Figure 1.

Definition of C_q and ΔC_q. When amplification curves are plotted on a logarithmic fluorescence axis, the exponential phase, with a constant PCR efficiency, can be identified as the cycles where the fluorescence values are on a straight line (solid lines; Eff. = 1.91). The intercept of the downward extrapolated line with the Y-axis is the fluorescence associated with the starting concentration (N₀). Setting a quantification threshold (N_q, horizontal green line) is used to determine the C_q value, defined as the number of amplification cycles needed to reach the threshold (vertical green arrows). The uniform blue and orange triangles, from N₀ to N_q to C_q, illustrate that for two sets of reactions with about 10-fold different starting concentrations and the same PCR efficiency; the difference in C_q values is proportional to the difference in log(N₀).
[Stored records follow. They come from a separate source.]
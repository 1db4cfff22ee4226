use anyhow::{Context, Result};
use serde::Serialize;
use serde::de::DeserializeOwned;
use std::collections::HashMap;
use std::future::Future;
use std::sync::{Arc, Mutex, Weak};
use std::time::Instant;
use tokio::io::{AsyncReadExt, AsyncWriteExt};
use tokio::net::TcpStream;
use tokio::net::tcp::{OwnedReadHalf, OwnedWriteHalf};
use tokio::sync::{mpsc, oneshot};
use tokio::task::JoinHandle;

use crate::wire::{self, RequestFrame, ResponseFrame, Unpacker};

/// Client side of an RPC connection.
///
/// `call` enqueues the request immediately (request ids are allocated in
/// enqueue order, so they are monotonic on the wire) and returns a future for
/// the typed result. When the connection is lost, every outstanding call
/// resolves exactly once with the default value of its declared return type,
/// and calls issued afterwards resolve the same way without touching the
/// socket.
#[derive(Clone)]
pub struct RpcClient {
    inner: Arc<ClientInner>,
}

struct ClientInner {
    peer: String,
    sender: Mutex<SendState>,
    pending: Mutex<Pending>,
    parked_read_half: Mutex<Option<OwnedReadHalf>>,
    read_task: Mutex<Option<JoinHandle<()>>>,
    write_task: Mutex<Option<JoinHandle<()>>>,
    disconnect_cb: Mutex<Option<Box<dyn FnOnce() + Send>>>,
    last_activity: Mutex<Instant>,
}

/// Outbound queue. Allocating the id and enqueueing the frame happen under
/// one lock, which is what keeps ids monotonic in wire order. `Closed` after
/// disconnect.
enum SendState {
    Open {
        next_req_id: u64,
        queue: mpsc::UnboundedSender<Vec<u8>>,
    },
    Closed,
}

/// Pending-call map. `Closed` poisons the map after disconnect so that late
/// registrations fail fast instead of waiting forever.
enum Pending {
    Open(HashMap<u64, oneshot::Sender<Vec<u8>>>),
    Closed,
}

impl RpcClient {
    /// Establishes the outbound TCP connection. `start` must be called before
    /// any response can be delivered, giving the caller a chance to install
    /// callbacks first.
    pub async fn connect(host: &str, port: u16) -> Result<Self> {
        let stream = TcpStream::connect((host, port))
            .await
            .with_context(|| format!("failed to connect to {}:{}", host, port))?;
        let _ = stream.set_nodelay(true);
        let (read_half, write_half) = stream.into_split();
        let (queue, outbound) = mpsc::unbounded_channel();
        let write_task = tokio::spawn(write_loop(outbound, write_half));
        Ok(Self {
            inner: Arc::new(ClientInner {
                peer: format!("{}:{}", host, port),
                sender: Mutex::new(SendState::Open {
                    next_req_id: 0,
                    queue,
                }),
                pending: Mutex::new(Pending::Open(HashMap::new())),
                parked_read_half: Mutex::new(Some(read_half)),
                read_task: Mutex::new(None),
                write_task: Mutex::new(Some(write_task)),
                disconnect_cb: Mutex::new(None),
                last_activity: Mutex::new(Instant::now()),
            }),
        })
    }

    /// Begins processing inbound responses.
    pub fn start(&self) {
        let Some(read_half) = self.inner.parked_read_half.lock().unwrap().take() else {
            return;
        };
        let weak = Arc::downgrade(&self.inner);
        *self.inner.read_task.lock().unwrap() = Some(tokio::spawn(read_loop(weak, read_half)));
    }

    /// Registers a callback fired exactly once when the connection is lost or
    /// explicitly disconnected.
    pub fn set_disconnect_callback(&self, f: impl FnOnce() + Send + 'static) {
        *self.inner.disconnect_cb.lock().unwrap() = Some(Box::new(f));
    }

    /// Allocates an id, parks the resolver, and enqueues the frame. `None`
    /// when the connection is already gone.
    fn send_request<Args: Serialize>(
        &self,
        method: &str,
        args: Args,
    ) -> Option<oneshot::Receiver<Vec<u8>>> {
        let args = wire::encode_value(&args);
        let (tx, rx) = oneshot::channel();
        // Id allocation and enqueue happen under one lock hold, which is what
        // makes request ids monotonic on the wire.
        let mut sender = self.inner.sender.lock().unwrap();
        let SendState::Open { next_req_id, queue } = &mut *sender else {
            return None;
        };
        let id = *next_req_id;
        {
            let mut pending = self.inner.pending.lock().unwrap();
            match &mut *pending {
                Pending::Open(map) => {
                    map.insert(id, tx);
                }
                Pending::Closed => return None,
            }
        }
        let frame = wire::encode_frame(&RequestFrame {
            id,
            method: method.to_string(),
            args,
        });
        if queue.send(frame).is_err() {
            if let Pending::Open(map) = &mut *self.inner.pending.lock().unwrap() {
                map.remove(&id);
            }
            return None;
        }
        *next_req_id += 1;
        drop(sender);
        *self.inner.last_activity.lock().unwrap() = Instant::now();
        Some(rx)
    }

    /// Issues a call. Arguments travel as one encoded tuple; a zero-argument
    /// call passes `()`, a single-argument call `(arg,)`. The request is
    /// written even if the returned future is never awaited.
    pub fn call<Ret, Args>(&self, method: &str, args: Args) -> impl Future<Output = Ret> + Send
    where
        Ret: DeserializeOwned + Default + Send,
        Args: Serialize,
    {
        let rx = self.send_request(method, args);
        let method = method.to_string();
        let peer = self.inner.peer.clone();
        async move {
            let Some(rx) = rx else {
                return Ret::default();
            };
            match rx.await {
                Ok(blob) => match wire::decode::<Ret>(&blob) {
                    Some(value) => value,
                    None => {
                        tracing::warn!("failed to decode result of {} from {}", method, peer);
                        Ret::default()
                    }
                },
                Err(_) => Ret::default(),
            }
        }
    }

    /// Fire-and-forget call: the request is sent, the response discarded.
    pub fn notify<Args: Serialize>(&self, method: &str, args: Args) {
        drop(self.send_request(method, args));
    }

    /// Closes the connection, failing all outstanding calls with their
    /// failure sentinels.
    pub async fn disconnect(&self) {
        if let Some(task) = self.inner.read_task.lock().unwrap().take() {
            task.abort();
        }
        self.inner.on_disconnect();
    }

    /// Instant of the last outbound request or inbound response on this
    /// connection. Used by the housekeeping expiry check.
    pub fn last_activity(&self) -> Instant {
        *self.inner.last_activity.lock().unwrap()
    }

    pub fn is_connected(&self) -> bool {
        matches!(*self.inner.pending.lock().unwrap(), Pending::Open(_))
    }

    pub fn peer(&self) -> &str {
        &self.inner.peer
    }
}

impl ClientInner {
    /// Fails every outstanding call, poisons both maps, and fires the user
    /// disconnect callback. Idempotent.
    fn on_disconnect(&self) {
        // Dropping the queue sender stops the writer task once it drains.
        *self.sender.lock().unwrap() = SendState::Closed;
        if let Some(task) = self.write_task.lock().unwrap().take() {
            task.abort();
        }
        let dropped = {
            let mut pending = self.pending.lock().unwrap();
            match std::mem::replace(&mut *pending, Pending::Closed) {
                Pending::Open(map) => map.len(),
                Pending::Closed => return,
            }
        };
        if dropped > 0 {
            tracing::warn!(
                "connection to {} lost; failing {} outstanding call(s)",
                self.peer,
                dropped
            );
        }
        let cb = self.disconnect_cb.lock().unwrap().take();
        if let Some(cb) = cb {
            cb();
        }
    }
}

/// Matches inbound responses to pending calls by request id.
async fn read_loop(client: Weak<ClientInner>, mut read_half: OwnedReadHalf) {
    let mut unpacker = Unpacker::new();
    let mut buf = vec![0u8; 64 * 1024];
    'read: loop {
        let n = match read_half.read(&mut buf).await {
            Ok(0) | Err(_) => break,
            Ok(n) => n,
        };
        let Some(inner) = client.upgrade() else {
            return;
        };
        *inner.last_activity.lock().unwrap() = Instant::now();
        unpacker.feed(&buf[..n]);
        loop {
            let body = match unpacker.next_frame() {
                Ok(Some(body)) => body,
                Ok(None) => break,
                Err(e) => {
                    tracing::warn!("dropping connection to {}: {}", inner.peer, e);
                    break 'read;
                }
            };
            let Some(resp) = wire::decode::<ResponseFrame>(&body) else {
                tracing::warn!("corrupt response envelope from {}", inner.peer);
                break 'read;
            };
            let resolver = match &mut *inner.pending.lock().unwrap() {
                Pending::Open(map) => map.remove(&resp.id),
                Pending::Closed => None,
            };
            match resolver {
                // A send failure means the caller dropped its future; the
                // response is simply discarded.
                Some(tx) => {
                    let _ = tx.send(resp.result);
                }
                None => {
                    tracing::warn!("response for unknown request id {}", resp.id);
                }
            }
        }
    }
    drop(read_half);
    if let Some(inner) = client.upgrade() {
        inner.on_disconnect();
    }
}

async fn write_loop(mut rx: mpsc::UnboundedReceiver<Vec<u8>>, mut write_half: OwnedWriteHalf) {
    while let Some(frame) = rx.recv().await {
        if write_half.write_all(&frame).await.is_err() {
            break;
        }
    }
    let _ = write_half.shutdown().await;
}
Therefore, the difference in C_q values (ΔC_q = C_q,1 - C_q,2) is proportional to the log of the starting concentration ratio (log(N_0,2/N_0,1). The dotted lines illustrate that the same ratio of N₀ values and an assay with a lower PCR efficiency (Eff. = 1.47) lead to higher C_q values (C_q,1* and C_q,2*) and a larger ΔC_q*. The graph is based on actual amplification data; the dotted lines represent a hypothetical less efficient assay.